The film can easily be read as queer. Not only do Luca and Alberto form a close achillean relationship (a masculine attraction that may or may not include romantic or sexual feelings), the themes and story beats also touch on common LGBTQIA+ experiences. Because the sea monsters of Portorosso's waters fear humans and forbid their children from entering the human realm, Luca must hide his excursions to the surface and, by extension, his relationship with Alberto.
Luca's parents discover their son's secret and try to send him to live with his uncle in the ocean's depths, but the pair escape to Portorosso. Above the water, Luca and Alberto pass as human. Yet, like closeted members of the LGBTQIA+ community, they fear the day that their secret will be discovered. In a touching celebration of queerness and found family, the townspeople actually welcome Luca and Alberto with love and acceptance when they are outed as sea monsters, enough so that other long-closeted sea monsters feel safe enough to reveal themselves.

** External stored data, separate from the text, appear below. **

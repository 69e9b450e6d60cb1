//! CLI argument parsing and command handling.

mod args;
mod validators;

pub use args::{Cli, Command, ConfigAction, ExtractArgs};
pub use validators::{parse_jitter_threshold, parse_size};
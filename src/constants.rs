//! Application-wide constants.
//!
//! All magic numbers and strings are defined here to ensure consistency
//! and make changes easy to track.

/// Application name used for config directories and user-facing messages.
pub const APP_NAME: &str = "trackwav";

/// File name of the configuration file inside the config directory.
pub const CONFIG_FILE_NAME: &str = "config.toml";

/// Environment variable overriding the configuration file location.
pub const CONFIG_PATH_ENV: &str = "TRACKWAV_CONFIG";

/// Default timing tolerance in seconds before a block is flagged early or late.
pub const DEFAULT_JITTER_THRESHOLD: f64 = 0.01;

/// Extension appended to the output path for the JSON summary.
pub const SUMMARY_EXTENSION: &str = "json";

/// Width of the zero-padded per-stream sequence number in segment file names.
pub const SEQUENCE_WIDTH: usize = 4;

/// RIFF/WAV layout constants.
pub mod wav {
    /// Size of the canonical WAV header in bytes.
    pub const HEADER_SIZE: u64 = 44;

    /// Offset of the RIFF size field.
    pub const RIFF_SIZE_OFFSET: u64 = 4;

    /// Offset of the data chunk size field.
    pub const DATA_SIZE_OFFSET: u64 = 40;

    /// Bytes counted by the RIFF size besides the data payload.
    pub const RIFF_SIZE_BASE: u64 = 36;

    /// Size of the PCM `fmt ` chunk payload.
    pub const FMT_CHUNK_SIZE: u32 = 16;

    /// Maximum file size (exclusive) before a forced rollover.
    pub const SIZE_CAP: u64 = 1 << 32;

    /// File extension of WAV segments.
    pub const EXTENSION: &str = "wav";
}

/// Sony Wave64 layout constants.
pub mod w64 {
    /// Size of the Wave64 header in bytes.
    pub const HEADER_SIZE: u64 = 104;

    /// Offset of the riff chunk size field.
    pub const RIFF_SIZE_OFFSET: u64 = 16;

    /// Offset of the data chunk size field.
    pub const DATA_SIZE_OFFSET: u64 = 96;

    /// Size of a chunk header (GUID + 64-bit size).
    pub const CHUNK_HEADER_SIZE: u64 = 24;

    /// Maximum file size (exclusive) before a forced rollover.
    pub const SIZE_CAP: u64 = 1 << 40;

    /// File extension of Wave64 segments.
    pub const EXTENSION: &str = "w64";

    /// `riff` chunk GUID.
    pub const RIFF_GUID: [u8; 16] = [
        0x72, 0x69, 0x66, 0x66, 0x2E, 0x91, 0xCF, 0x11, 0xA5, 0xD6, 0x28, 0xDB, 0x04, 0xC1, 0x00,
        0x00,
    ];

    /// `wave` form GUID.
    pub const WAVE_GUID: [u8; 16] = [
        0x77, 0x61, 0x76, 0x65, 0xF3, 0xAC, 0xD3, 0x11, 0x8C, 0xD1, 0x00, 0xC0, 0x4F, 0x8E, 0xDB,
        0x8A,
    ];

    /// `fmt ` chunk GUID.
    pub const FMT_GUID: [u8; 16] = [
        0x66, 0x6D, 0x74, 0x20, 0xF3, 0xAC, 0xD3, 0x11, 0x8C, 0xD1, 0x00, 0xC0, 0x4F, 0x8E, 0xDB,
        0x8A,
    ];

    /// `data` chunk GUID.
    pub const DATA_GUID: [u8; 16] = [
        0x64, 0x61, 0x74, 0x61, 0xF3, 0xAC, 0xD3, 0x11, 0x8C, 0xD1, 0x00, 0xC0, 0x4F, 0x8E, 0xDB,
        0x8A,
    ];
}

/// WAVE format tags written in the `fmt ` chunk.
pub mod format_code {
    /// Integer PCM.
    pub const PCM: u16 = 1;
    /// IEEE floating point.
    pub const IEEE_FLOAT: u16 = 3;
    /// ITU G.711 A-law.
    pub const A_LAW: u16 = 6;
    /// ITU G.711 µ-law.
    pub const MU_LAW: u16 = 7;
}

/// Terminal status strings reported in the summary.
pub mod status {
    /// Status of a successful extraction.
    pub const SUCCESS: &str = "success";
    /// More than one audio stream in the container.
    pub const MULTIPLE_AUDIO_TRACKS: &str = "Multiple audio tracks found.";
    /// No audio stream in the container.
    pub const NO_AUDIO_TRACK: &str = "No audio track found.";
    /// Extraction interrupted by the user.
    pub const INTERRUPTED: &str = "Extraction interrupted.";
}
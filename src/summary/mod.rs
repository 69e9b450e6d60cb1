//! Extraction summary.
//!
//! Statistics are gathered per record while the stream is written and
//! serialized as JSON once extraction ends.

mod collector;
mod report;

pub use collector::SummaryCollector;
pub use report::{SummaryReport, summary_path, write_summary};
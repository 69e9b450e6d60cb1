//! Error types for trackwav.

/// Result type alias for trackwav operations.
pub type Result<T> = std::result::Result<T, Error>;

/// Top-level error type for trackwav.
#[derive(Debug, thiserror::Error)]
pub enum Error {
    /// I/O operation failed.
    #[error("I/O error: {0}")]
    Io(#[from] std::io::Error),

    /// Configuration directory could not be determined.
    #[error("could not determine configuration directory for this platform")]
    ConfigDirNotFound,

    /// Failed to read configuration file.
    #[error("failed to read config file '{path}'")]
    ConfigRead {
        /// Path to the config file.
        path: std::path::PathBuf,
        /// Underlying I/O error.
        #[source]
        source: std::io::Error,
    },

    /// Failed to parse configuration file.
    #[error("failed to parse config file '{path}'")]
    ConfigParse {
        /// Path to the config file.
        path: std::path::PathBuf,
        /// Underlying parse error.
        #[source]
        source: toml::de::Error,
    },

    /// Configuration validation failed.
    #[error("configuration validation failed: {message}")]
    ConfigValidation {
        /// Description of the validation failure.
        message: String,
    },

    /// Failed to write configuration file.
    #[error("failed to write config file '{path}'")]
    ConfigWrite {
        /// Path to the config file.
        path: std::path::PathBuf,
        /// Underlying I/O error.
        #[source]
        source: std::io::Error,
    },

    /// Failed to serialize configuration.
    #[error("failed to serialize config")]
    ConfigSerialize {
        /// Underlying serialization error.
        #[source]
        source: toml::ser::Error,
    },

    /// Failed to open the input container.
    #[error("failed to open input file '{path}'")]
    InputOpen {
        /// Path to the input file.
        path: std::path::PathBuf,
        /// Underlying error.
        #[source]
        source: Box<dyn std::error::Error + Send + Sync>,
    },

    /// Failed to read records from the input container.
    #[error("failed to read records from '{path}'")]
    RecordRead {
        /// Path to the input file.
        path: std::path::PathBuf,
        /// Underlying error.
        #[source]
        source: Box<dyn std::error::Error + Send + Sync>,
    },

    /// Requested stream does not exist in the container.
    #[error("stream '{id}' not found")]
    StreamNotFound {
        /// Identifier of the missing stream.
        id: String,
    },

    /// Failed to create an output segment file.
    #[error("failed to create output file '{path}'")]
    SegmentCreate {
        /// Path to the segment file.
        path: std::path::PathBuf,
        /// Underlying I/O error.
        #[source]
        source: std::io::Error,
    },

    /// Failed to write sample data to a segment file.
    #[error("failed to write to output file '{path}'")]
    SegmentWrite {
        /// Path to the segment file.
        path: std::path::PathBuf,
        /// Underlying I/O error.
        #[source]
        source: std::io::Error,
    },

    /// Failed to patch the header of a segment file.
    #[error("failed to finalize output file '{path}'")]
    SegmentFinalize {
        /// Path to the segment file.
        path: std::path::PathBuf,
        /// Underlying I/O error.
        #[source]
        source: std::io::Error,
    },

    /// Failed to create or flush the JSON summary file.
    #[error("failed to write summary file '{path}'")]
    SummaryIo {
        /// Path to the summary file.
        path: std::path::PathBuf,
        /// Underlying I/O error.
        #[source]
        source: std::io::Error,
    },

    /// Failed to serialize the JSON summary.
    #[error("failed to serialize summary to '{path}'")]
    SummaryWrite {
        /// Path to the summary file.
        path: std::path::PathBuf,
        /// Underlying serialization error.
        #[source]
        source: serde_json::Error,
    },

    /// Extraction finished with a non-success status.
    #[error("extraction failed: {status}")]
    ExtractionFailed {
        /// Status reported in the summary.
        status: String,
    },

    /// Internal error (for unexpected failures).
    #[error("internal error: {message}")]
    Internal {
        /// Error message.
        message: String,
    },
}

impl Error {
    /// Render the error together with its chain of sources.
    ///
    /// Used for summary status strings, which must name the root cause.
    #[must_use]
    pub fn with_sources(&self) -> String {
        let mut message = self.to_string();
        let mut source = std::error::Error::source(self);
        while let Some(cause) = source {
            message.push_str(": ");
            message.push_str(&cause.to_string());
            source = cause.source();
        }
        message
    }
}

#[cfg(test)]
mod tests {
    use super::*;

    #[test]
    fn test_with_sources_includes_cause() {
        let err = Error::SegmentCreate {
            path: "/tmp/x.wav".into(),
            source: std::io::Error::new(std::io::ErrorKind::PermissionDenied, "denied"),
        };
        assert_eq!(
            err.with_sources(),
            "failed to create output file '/tmp/x.wav': denied"
        );
    }

    #[test]
    fn test_with_sources_without_cause() {
        let err = Error::ExtractionFailed {
            status: "No audio track found.".to_string(),
        };
        assert_eq!(err.with_sources(), "extraction failed: No audio track found.");
    }
}
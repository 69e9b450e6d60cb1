//! Cross-segment statistics of an audio stream.

use super::SummaryReport;
use crate::audio::AudioBlockSpec;

/// Timestamp and duration of one processed record.
#[derive(Debug, Clone, Copy, PartialEq)]
struct RecordPoint {
    timestamp: f64,
    duration: f64,
}

/// Running min/max of a series.
#[derive(Debug, Clone, Copy, PartialEq)]
struct Span {
    min: f64,
    max: f64,
}

fn include(span: &mut Option<Span>, value: f64) {
    match span {
        Some(span) => {
            span.min = span.min.min(value);
            span.max = span.max.max(value);
        }
        None => {
            *span = Some(Span {
                min: value,
                max: value,
            });
        }
    }
}

/// Aggregates per-record statistics for the summary.
#[derive(Debug, Clone, Default)]
pub struct SummaryCollector {
    first: Option<RecordPoint>,
    last: Option<RecordPoint>,
    record_count: u64,
    mid_duration: Option<Span>,
    gap: Option<Span>,
    miss_count: u32,
    first_sample_weight: f64,
    last_sample_weight: f64,
    sample_count: u64,
    first_spec: Option<AudioBlockSpec>,
    last_spec: Option<AudioBlockSpec>,
    status: Option<String>,
}

impl SummaryCollector {
    /// Create an empty collector.
    #[must_use]
    pub fn new() -> Self {
        Self::default()
    }

    /// Account for one written record.
    ///
    /// `frames_written` may be lower than the block's announced sample count for
    /// truncated blocks; only written frames count towards the total duration.
    pub fn record(&mut self, timestamp: f64, spec: &AudioBlockSpec, frames_written: u32) {
        let point = RecordPoint {
            timestamp,
            duration: spec.duration(),
        };

        if let Some(prev) = self.last {
            // The previous record is interior once it is neither first nor last.
            if self.record_count >= 2 {
                include(&mut self.mid_duration, prev.duration);
            }
            include(&mut self.gap, timestamp - (prev.timestamp + prev.duration));
            self.weigh_timestamp_semantics(prev, point);
        } else {
            self.first = Some(point);
        }

        self.last = Some(point);
        self.record_count += 1;
        self.sample_count += u64::from(frames_written);
        self.first_spec.get_or_insert(*spec);
        self.last_spec = Some(*spec);
    }

    /// Compare the step between two records with both durations.
    ///
    /// With block-start timestamps the step matches the previous block's
    /// duration; with block-end timestamps it matches the current one. Only
    /// pairs of different durations carry evidence, weighted by how much the
    /// durations differ.
    fn weigh_timestamp_semantics(&mut self, prev: RecordPoint, current: RecordPoint) {
        let weight = (current.duration - prev.duration).abs();
        if weight <= f64::EPSILON {
            return;
        }
        let step = current.timestamp - prev.timestamp;
        if (step - prev.duration).abs() <= (step - current.duration).abs() {
            self.first_sample_weight += weight;
        } else {
            self.last_sample_weight += weight;
        }
    }

    /// Count an expected block that could not be used.
    pub fn miss(&mut self) {
        self.miss_count += 1;
    }

    /// Record a terminal failure; the first failure wins.
    pub fn fail(&mut self, status: impl Into<String>) {
        if self.status.is_none() {
            self.status = Some(status.into());
        }
    }

    /// Number of records accounted for.
    #[must_use]
    pub fn record_count(&self) -> u64 {
        self.record_count
    }

    /// Number of missed blocks so far.
    #[must_use]
    pub fn miss_count(&self) -> u32 {
        self.miss_count
    }

    /// Terminal failure, if any.
    #[must_use]
    pub fn status(&self) -> Option<&str> {
        self.status.as_deref()
    }

    /// Seconds of audio written, based on the last spec's sample rate.
    #[must_use]
    pub fn total_duration(&self) -> f64 {
        match self.last_spec {
            #[allow(clippy::cast_precision_loss)]
            Some(spec) if spec.sample_rate > 0 => {
                self.sample_count as f64 / f64::from(spec.sample_rate)
            }
            _ => 0.0,
        }
    }

    /// Fill the statistics of `report`.
    ///
    /// A recorded failure replaces the status and suppresses the timing
    /// statistics; the audio format fields are kept.
    #[must_use]
    pub fn report(&self, mut report: SummaryReport) -> SummaryReport {
        if let Some(status) = &self.status {
            report.status.clone_from(status);
        }

        if let Some(spec) = self.last_spec {
            report.audio_channel_count = Some(spec.channel_count);
            report.audio_sample_rate = Some(spec.sample_rate);
            report.audio_bits_per_sample = Some(spec.bits_per_sample);
            report.audio_sample_format = Some(spec.sample_format.to_string());
        }
        report.first_audio_block_spec = self.first_spec.map(|spec| spec.to_string());

        if !report.is_success() {
            return report;
        }

        if let (Some(first), Some(last)) = (self.first, self.last) {
            report.first_audio_record_timestamp = Some(first.timestamp);
            report.last_audio_record_timestamp = Some(last.timestamp);
            report.first_audio_record_duration = Some(first.duration);
            report.last_audio_record_duration = Some(last.duration);
        }
        if let Some(span) = self.mid_duration {
            report.min_mid_audio_record_duration = Some(span.min);
            report.max_mid_audio_record_duration = Some(span.max);
        }
        if let Some(span) = self.gap {
            report.min_audio_record_gap = Some(span.min);
            report.max_audio_record_gap = Some(span.max);
        }
        report.total_audio_duration = Some(self.total_duration());
        report.audio_record_miss_count = Some(self.miss_count);

        let total_weight = self.first_sample_weight + self.last_sample_weight;
        if total_weight > 0.0 {
            report.first_sample_timestamp_ratio = Some(self.first_sample_weight / total_weight);
        }

        report
    }
}
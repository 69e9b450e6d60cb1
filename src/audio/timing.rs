//! Arrival-time checks for audio blocks within one segment.

/// Classification of a block's timestamp against the sample clock.
#[derive(Debug, Clone, Copy, PartialEq)]
pub enum Timing {
    /// First block of the segment; it defines the reference time.
    SegmentStart,
    /// Within the jitter threshold.
    OnTime,
    /// Arrived later than the samples written so far account for.
    Late {
        /// Seconds since segment start according to the record timestamp.
        actual: f64,
        /// Seconds since segment start according to the sample count.
        expected: f64,
    },
    /// Arrived earlier than the samples written so far account for.
    Early {
        /// Seconds since segment start according to the record timestamp.
        actual: f64,
        /// Seconds since segment start according to the sample count.
        expected: f64,
    },
}

/// Tracks expected vs. actual timing of the blocks of one segment.
#[derive(Debug, Clone)]
pub struct TimingValidator {
    segment_start: f64,
    sample_count: u64,
    threshold: f64,
}

impl TimingValidator {
    /// Create a validator flagging deviations above `threshold` seconds.
    #[must_use]
    pub fn new(threshold: f64) -> Self {
        Self {
            segment_start: 0.0,
            sample_count: 0,
            threshold,
        }
    }

    /// Check one block and account for its samples.
    ///
    /// The first block only establishes the segment start.
    pub fn observe(&mut self, timestamp: f64, sample_rate: u32, block_samples: u32) -> Timing {
        let timing = if self.sample_count == 0 || sample_rate == 0 {
            self.segment_start = timestamp;
            Timing::SegmentStart
        } else {
            let actual = timestamp - self.segment_start;
            #[allow(clippy::cast_precision_loss)]
            let expected = self.sample_count as f64 / f64::from(sample_rate);
            if actual - expected > self.threshold {
                Timing::Late { actual, expected }
            } else if expected - actual > self.threshold {
                Timing::Early { actual, expected }
            } else {
                Timing::OnTime
            }
        };
        self.sample_count += u64::from(block_samples);
        timing
    }

    /// Timestamp of the first block of the segment.
    #[must_use]
    pub fn segment_start(&self) -> f64 {
        self.segment_start
    }

    /// Samples accounted for so far.
    #[must_use]
    pub fn sample_count(&self) -> u64 {
        self.sample_count
    }
}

Yet despite these queer allusions, the film quietly reasserts the heteronormativity ingrained in Disney's traditional storytelling. Instead of remaining together, Luca and Alberto are split when a third character, Guilia, entices Luca to follow her to school in Genoa in what is implied to be a far more mature and productive pairing. Luca, therefore, walks a very fine line between queer-coding and queer-baiting.